Interleukin-4 promotes human CD8<sup>+</sup>T cell expression of CCR7
Seneviratne SL., Black AP., Jones L., Di Gleria K., Bailey AS., Ogg GS.
Despite strong evidence supporting a pathway of human T cell differentiation characterized by changes in the expression of CCR7, CD28, CD27 and CD62L, few studies have addressed the mechanisms of pathway regulation. Cutaneous lymphocyte-associated antigen (CLA)-positive skin-homing CD8+T cells expressed significantly elevated levels of activation markers compared with CLA-CD8+T cells in individuals (n = 27) with cutaneous atopic disease.

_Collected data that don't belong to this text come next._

//! HTTP server setup and configuration.
//!
//! # Responsibilities
//! - Create Axum Router whose only route is the gateway's root handler
//! - Wire up middleware (request ID, tracing, timeout, body limit)
//! - Run the root handler against a streaming sink and answer as soon as the
//!   response head is committed
//! - Record request metrics
//! - Serve until shutdown, then drain for a bounded grace period

use std::convert::Infallible;
use std::future::IntoFuture;
use std::net::SocketAddr;
use std::sync::Arc;
use std::time::{Duration, Instant};

use axum::{
    body::{Body, Bytes},
    extract::{ConnectInfo, State},
    http::{Request, StatusCode},
    response::{IntoResponse, Response},
    Router,
};
use futures_util::future::{self, BoxFuture, Either};
use futures_util::{stream, StreamExt};
use tokio::net::TcpListener;
use tower::ServiceBuilder;
use tower_http::{
    limit::RequestBodyLimitLayer,
    request_id::{MakeRequestUuid, PropagateRequestIdLayer, SetRequestIdLayer},
    timeout::TimeoutLayer,
    trace::TraceLayer,
};

use crate::config::GatewayConfig;
use super::sink::StreamingResponse;
use crate::handler::Handler;
use crate::lifecycle::Shutdown;
use crate::observability::metrics;

/// Application state injected into the dispatch handler.
#[derive(Clone)]
pub struct AppState {
    pub root: Arc<dyn Handler>,
}

/// HTTP server for the gateway.
pub struct HttpServer {
    router: Router,
    config: GatewayConfig,
}

impl HttpServer {
    /// Create a server that sends every request to `root`.
    pub fn new(config: GatewayConfig, root: Box<dyn Handler>) -> Self {
        let state = AppState {
            root: Arc::from(root),
        };
        let router = Self::build_router(&config, state);
        Self { router, config }
    }

    /// Build the Axum router with all middleware layers.
    #[allow(deprecated)]
    fn build_router(config: &GatewayConfig, state: AppState) -> Router {
        let middleware = ServiceBuilder::new()
            .layer(SetRequestIdLayer::x_request_id(MakeRequestUuid))
            .layer(
                TraceLayer::new_for_http().make_span_with(|request: &Request<Body>| {
                    let request_id = request
                        .headers()
                        .get("x-request-id")
                        .and_then(|v| v.to_str().ok())
                        .unwrap_or("unknown");
                    tracing::info_span!(
                        "request",
                        method = %request.method(),
                        uri = %request.uri(),
                        request_id = %request_id,
                    )
                }),
            )
            .layer(PropagateRequestIdLayer::x_request_id())
            .layer(RequestBodyLimitLayer::new(config.listener.max_body_bytes))
            .layer(TimeoutLayer::new(Duration::from_secs(
                config.timeouts.request_secs,
            )));

        Router::new()
            .fallback(dispatch)
            .with_state(state)
            .layer(middleware)
    }

    /// The fully layered router, for serving on a custom transport.
    pub fn router(&self) -> Router {
        self.router.clone()
    }

    /// Run the server until `shutdown` fires, then let in-flight requests
    /// finish for up to the configured grace period.
    pub async fn run(self, listener: TcpListener, shutdown: Shutdown) -> Result<(), std::io::Error> {
        let addr = listener.local_addr()?;
        tracing::info!(address = %addr, "HTTP server starting");

        let stop = shutdown.signalled();
        let grace_period = Duration::from_secs(self.config.timeouts.shutdown_grace_secs);
        let grace = shutdown.grace_elapsed(grace_period);

        let app = self.router.into_make_service_with_connect_info::<SocketAddr>();
        let serve = axum::serve(listener, app)
            .with_graceful_shutdown(async move {
                stop.await;
                tracing::info!("Shutdown signal received, draining connections");
            })
            .into_future();

        tokio::select! {
            result = serve => result?,
            _ = grace => {
                tracing::warn!(grace_period = ?grace_period, "Grace period elapsed, forcing shutdown");
            }
        }

        tracing::info!("HTTP server stopped");
        Ok(())
    }

    /// Get a reference to the config.
    pub fn config(&self) -> &GatewayConfig {
        &self.config
    }
}

/// Run the root handler and answer once it commits a response head.
///
/// Whatever the handler still has to do after that keeps running inside the
/// response body, so dropping the body (client gone) cancels it.
async fn dispatch(
    State(state): State<AppState>,
    request: Request<Body>,
) -> Response {
    let start = Instant::now();
    let peer = request
        .extensions()
        .get::<ConnectInfo<SocketAddr>>()
        .map(|ConnectInfo(addr)| *addr);
    let method = request.method().clone();
    let path = request.uri().path().to_string();

    let (mut sink, head, chunks) = StreamingResponse::channel();
    let root = state.root.clone();
    let serve: BoxFuture<'static, ()> = Box::pin(async move {
        root.serve(request, &mut sink).await;
        sink.finish().await;
    });

    let (head, remaining) = match future::select(serve, head).await {
        Either::Left(((), head)) => (head.await, None),
        Either::Right((head, serve)) => (head, Some(serve)),
    };
    let Ok((status, headers)) = head else {
        tracing::error!(method = %method, path = %path, "Handler dropped the response");
        return StatusCode::INTERNAL_SERVER_ERROR.into_response();
    };

    metrics::record_request(method.as_str(), status.as_u16(), start);
    tracing::debug!(
        peer = ?peer,
        method = %method,
        path = %path,
        status = status.as_u16(),
        elapsed = ?start.elapsed(),
        "Request served"
    );

    let chunks = stream::unfold(chunks, |mut rx| async move {
        rx.recv()
            .await
            .map(|chunk| (Ok::<Bytes, Infallible>(chunk), rx))
    });
    let body = match remaining {
        None => Body::from_stream(chunks),
        Some(serve) => {
            let driver = stream::once(serve)
                .filter_map(|()| future::ready(None::<Result<Bytes, Infallible>>));
            Body::from_stream(stream::select(chunks, driver))
        }
    };

    let mut response = Response::new(body);
    *response.status_mut() = status;
    *response.headers_mut() = headers;
    response
}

Despite such an activated phenotype, CLA+T cells expressed significantly higher levels of CCR7 than a CLA-T cell subset. Interleukin (IL)-4 was found to dramatically promote CCR7 expression by antigen-specific CD8+cells. Furthermore, skin-homing CD8+T cells from individuals with severe disease produced significantly less IL-10 than those derived from mildly affected atopic subjects. Thus in a T-helper 2 dominated disease, tissue-specific CD8+T cells show altered CCR7 expression and cytokine production, which may contribute to continued lymph node homing, antigen presentation and disease. IL-4 promotes expression of CCR7, a marker linked to existing models of CD8+T cell differentiation. © 2006 The Authors.